The Minister for Transport has mentioned on social media the subsidies needed for maintaining the affected MRT and bus services. While I see the need to ensure a degree of sustainability of our public transport, without those subsidies to build the connectivity required for a car-lite society, how can Singapore achieve the goals to reduce the reliance on cars and properly connect Singaporeans to the places they want to go in a reasonable and efficient manner?
We should also not forget that Singaporeans have underwritten through their tax dollars the necessary improvements and expansion to our public transportation system.
Singaporeans should rightly expect that the public transportation system must serve the public good, without the need for profit-seeking behaviour after the improvements that Singaporeans have paid for and maintain that high level of performance.
We in the Workers’ Party will support Singaporeans in demanding the high standards they should expect for our public transport system. Can there be more buses servicing areas in need that are not yet connected by our MRTs? Is the Bus Contracting Model able to cater for sufficiently flexible deployment of bus services in growing estates?
As there look to be less short-term pains for our public transport, we must review the medium-term vision of our public transport system. Maintaining the sustainability of our public transportation system must not be viewed in isolation, line by line, but as a holistic policy objective to ensure the society at large is well-served. And if the Government’s position is that the taxpayers and commuters must contribute more to achieve this, it should provide detailed figures and arguments for better public debate and understanding so that the public can decide where they wish to draw the line.

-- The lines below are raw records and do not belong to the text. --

//! Picks view assembly and pick writes.
//!
//! The view is the product's main screen: every question of the published
//! round annotated with settlement state, public sentiment, the caller's
//! own picks, and the round's streak figures. Each store sub-fetch is
//! independently fault-tolerant: a failed fetch degrades its slice of the
//! view to empty instead of failing the request.

use std::collections::HashMap;

use tracing::warn;

use crate::{
    core::{
        picks::{self, Answer, PickRecord, PickSet},
        status::{self, QuestionStatus, StatusKind},
        streak,
    },
    dao::{picks::PickRepository, statuses::StatusRepository},
    dto::picks::{GameView, PickAck, PicksViewResponse, QuestionView, SubmitPickRequest},
    error::ServiceError,
    services::{now_ms, round_service},
    state::SharedState,
};

/// Assemble the picks view for the published round.
///
/// `caller` personalizes the view; `None` yields the sentiment-only view.
pub async fn current_view(
    state: &SharedState,
    caller: Option<&str>,
) -> Result<PicksViewResponse, ServiceError> {
    let round = round_service::current_round(state).await?;
    let sets = round_service::question_sets(&round);
    let all_ids: Vec<String> = sets
        .iter()
        .flat_map(|set| set.question_ids.iter().cloned())
        .collect();

    let mongo = state.require_mongo().await?;
    let status_repo = StatusRepository::new(mongo.clone());
    let pick_repo = PickRepository::new(mongo);

    // Both fetches depend only on the id set; run them concurrently and
    // degrade each one independently.
    let (status_result, picks_result) = tokio::join!(
        status_repo.for_round(round.number),
        pick_repo.for_questions(&all_ids),
    );

    let statuses = match status_result {
        Ok(records) => status::reconcile(records.into_iter().map(Into::into)),
        Err(err) => {
            warn!(round = round.number, error = %err, "status fetch failed; degrading to empty");
            HashMap::new()
        }
    };
    let pick_set = match picks_result {
        Ok(records) => picks::aggregate(records.into_iter().map(PickRecord::from)),
        Err(err) => {
            warn!(round = round.number, error = %err, "pick fetch failed; degrading to empty");
            PickSet::default()
        }
    };

    let rule = state.config().missing_pick_rule;
    let games_ids: Vec<Vec<String>> = sets.iter().map(|set| set.question_ids.clone()).collect();

    let caller_picks = caller.map(|user| pick_set.picks_of(user)).unwrap_or_default();
    let current_streak = if caller.is_some() {
        streak::best_streak_across_games(&games_ids, &statuses, &caller_picks, rule)
    } else {
        0
    };

    let leader = streak::leader(&games_ids, &statuses, &pick_set.by_user, rule);
    let (leader_score, leader_name) = match leader {
        Some(leader) => (leader.streak, Some(leader.user)),
        None => (0, None),
    };

    let games = round
        .games
        .iter()
        .zip(sets.iter())
        .map(|(game, set)| GameView {
            id: set.game_id.clone(),
            label: game.label.clone(),
            venue: game.venue.clone(),
            starts_at: crate::dto::format_millis(game.start_time_ms),
            questions: game
                .questions
                .iter()
                .zip(set.question_ids.iter())
                .map(|(question, id)| {
                    question_view(id, question.quarter, &question.text, &statuses, &pick_set, &caller_picks)
                })
                .collect(),
        })
        .collect();

    Ok(PicksViewResponse {
        round: round.number,
        round_code: crate::core::identity::round_code(round.number),
        games,
        current_streak,
        leader_score,
        leader_name,
    })
}

fn question_view(
    id: &str,
    quarter: u32,
    text: &str,
    statuses: &HashMap<String, QuestionStatus>,
    pick_set: &PickSet,
    caller_picks: &HashMap<String, Answer>,
) -> QuestionView {
    // Questions without a settlement record are open by definition.
    let status = statuses.get(id).copied().unwrap_or(QuestionStatus {
        status: StatusKind::Open,
        outcome: None,
    });
    let tally = pick_set.tallies.get(id).copied().unwrap_or_default();
    let user_pick = caller_picks.get(id).copied();

    let correct_pick = match (user_pick, status.outcome) {
        _ if !status.is_settled() || status.is_void() => None,
        (Some(pick), Some(outcome)) => match outcome {
            crate::core::status::Outcome::Yes => Some(pick == Answer::Yes),
            crate::core::status::Outcome::No => Some(pick == Answer::No),
            crate::core::status::Outcome::Void => None,
        },
        _ => None,
    };

    QuestionView {
        id: id.to_owned(),
        quarter,
        text: text.to_owned(),
        status: status.status,
        outcome: status.outcome,
        user_pick,
        yes_percent: tally.yes_percent(),
        no_percent: tally.no_percent(),
        correct_pick,
    }
}

/// Record or replace the caller's pick for a question in the published
/// round. The question must belong to the round and still be open.
pub async fn put_pick(
    state: &SharedState,
    user: &str,
    question_id: &str,
    request: SubmitPickRequest,
) -> Result<PickAck, ServiceError> {
    let round = round_service::current_round(state).await?;
    let ids = round_service::all_question_ids(&round);
    if !ids.iter().any(|id| id == question_id) {
        return Err(ServiceError::InvalidInput(format!(
            "question `{question_id}` is not part of the current round"
        )));
    }

    let mongo = state.require_mongo().await?;
    let status_repo = StatusRepository::new(mongo.clone());
    let target = [question_id.to_owned()];
    let records = status_repo.for_questions(round.number, &target).await?;
    let statuses = status::reconcile(records.into_iter().map(Into::into));
    if let Some(existing) = statuses.get(question_id)
        && existing.status != StatusKind::Open
    {
        return Err(ServiceError::InvalidInput(format!(
            "question `{question_id}` is locked"
        )));
    }

    PickRepository::new(mongo)
        .upsert(user, round.number, question_id, request.answer, now_ms())
        .await?;

    Ok(PickAck {
        question_id: question_id.to_owned(),
        active: true,
    })
}

/// Clear the caller's active pick for a question.
pub async fn clear_pick(
    state: &SharedState,
    user: &str,
    question_id: &str,
) -> Result<PickAck, ServiceError> {
    let mongo = state.require_mongo().await?;
    let existed = PickRepository::new(mongo).delete(user, question_id).await?;
    if !existed {
        return Err(ServiceError::NotFound(format!(
            "no active pick for `{question_id}`"
        )));
    }
    Ok(PickAck {
        question_id: question_id.to_owned(),
        active: false,
    })
}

Mr Speaker, sir, former US President John F. Kennedy famously said in his speeches that when written in Chinese, the word ‘crisis’, or ‘危机’ , represents both danger and opportunity. There is wisdom about a crisis yielding unique opportunities that we can seize. We must be aware of the danger but recognise the opportunities in this crisis, so that we do not just overcome the crisis, but truly emerge a Singapore we can all be proud of.”